### What to do:
Report each line of the entries that includes "char" by copying it.
[[ Record extracts open ]]
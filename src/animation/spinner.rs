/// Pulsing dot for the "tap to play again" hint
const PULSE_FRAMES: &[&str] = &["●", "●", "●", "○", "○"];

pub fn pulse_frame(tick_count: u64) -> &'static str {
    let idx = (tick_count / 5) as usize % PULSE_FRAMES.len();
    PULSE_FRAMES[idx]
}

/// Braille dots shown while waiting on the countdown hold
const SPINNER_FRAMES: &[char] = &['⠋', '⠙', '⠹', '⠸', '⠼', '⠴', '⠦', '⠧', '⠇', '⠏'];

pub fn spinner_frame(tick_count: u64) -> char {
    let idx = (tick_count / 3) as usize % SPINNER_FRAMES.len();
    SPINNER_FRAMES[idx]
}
[[ Record extracts closed ]]
### Response to the exercise:
const SPINNER_FRAMES: &[char] = &['⠋', '⠙', '⠹', '⠸', '⠼', '⠴', '⠦', '⠧', '⠇', '⠏'];
pub fn spinner_frame(tick_count: u64) -> char {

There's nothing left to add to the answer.